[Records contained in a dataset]
'''

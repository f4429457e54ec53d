#![allow(dead_code)]
mod helpers;

use asset_intel_logic::services::{queue::QueueAdapter, retry};
use blockscout_service_launcher::database;
use entity::sea_orm_active_enums::RunStatus;
use migration::Migrator;
use pretty_assertions::assert_eq;
use sea_orm::{ActiveValue::Set, EntityTrait};
use uuid::Uuid;

const TEST_REDIS_URL: &str = "redis://localhost:6379";

async fn insert_running_run(
    db: &sea_orm::DatabaseConnection,
    tenant_id: Uuid,
    asset_id: Uuid,
    retry_count: i32,
) -> entity::runs::Model {
    let run = entity::runs::ActiveModel {
        id: Set(Uuid::new_v4()),
        tenant_id: Set(tenant_id),
        asset_id: Set(asset_id),
        processor_name: Set("asset-fingerprint".to_string()),
        processor_version: Set("1".to_string()),
        status: Set(RunStatus::Running),
        estimated_cost_cents: Set(0),
        retry_count: Set(retry_count),
        ..Default::default()
    };
    entity::runs::Entity::insert(run)
        .exec_with_returning(db)
        .await
        .unwrap()
}

#[tokio::test]
#[ignore = "Needs database and redis to run"]
async fn transient_failure_re_enqueues_instead_of_dropping() {
    let db = database!(Migrator);
    let client = db.client();
    let queue = QueueAdapter::connect_with_backoff(TEST_REDIS_URL)
        .await
        .expect("redis must be reachable for this test");

    let tenant_id = Uuid::new_v4();
    let asset_id = Uuid::new_v4();
    let run = insert_running_run(client.as_ref(), tenant_id, asset_id, 0).await;

    let run = retry::record_failure(client.as_ref(), &queue, run, "asset-fingerprint", "connection reset")
        .await
        .unwrap();

    assert_eq!(run.status, RunStatus::Pending);
    assert_eq!(run.retry_count, 1);

    let consumer = format!("test-consumer-{}", Uuid::new_v4());
    let jobs = queue.read_group(&consumer, 2_000, 8).await.unwrap();
    assert!(
        jobs.iter().any(|(_, job)| job.run_id == run.id),
        "re-enqueued run should be claimable from the stream"
    );
    for (entry_id, _) in jobs {
        queue.ack(&entry_id).await.unwrap();
    }
}

#[tokio::test]
#[ignore = "Needs database and redis to run"]
async fn exhausted_retries_dead_letter_without_re_enqueuing() {
    let db = database!(Migrator);
    let client = db.client();
    let queue = QueueAdapter::connect_with_backoff(TEST_REDIS_URL)
        .await
        .expect("redis must be reachable for this test");

    let tenant_id = Uuid::new_v4();
    let asset_id = Uuid::new_v4();
    let run = insert_running_run(client.as_ref(), tenant_id, asset_id, 2).await;

    let run = retry::record_failure(client.as_ref(), &queue, run, "asset-fingerprint", "permanent failure")
        .await
        .unwrap();

    assert_eq!(run.status, RunStatus::Failed);
    assert_eq!(
        run.error_message.as_deref(),
        Some("Dead-lettered after repeated failures: permanent failure")
    );
}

'''

Exactly as written, copy the lines from the one containing "repeated failures: permanent" to the end of the entries, both ends included.

        Some("Dead-lettered after repeated failures: permanent failure")
    );
}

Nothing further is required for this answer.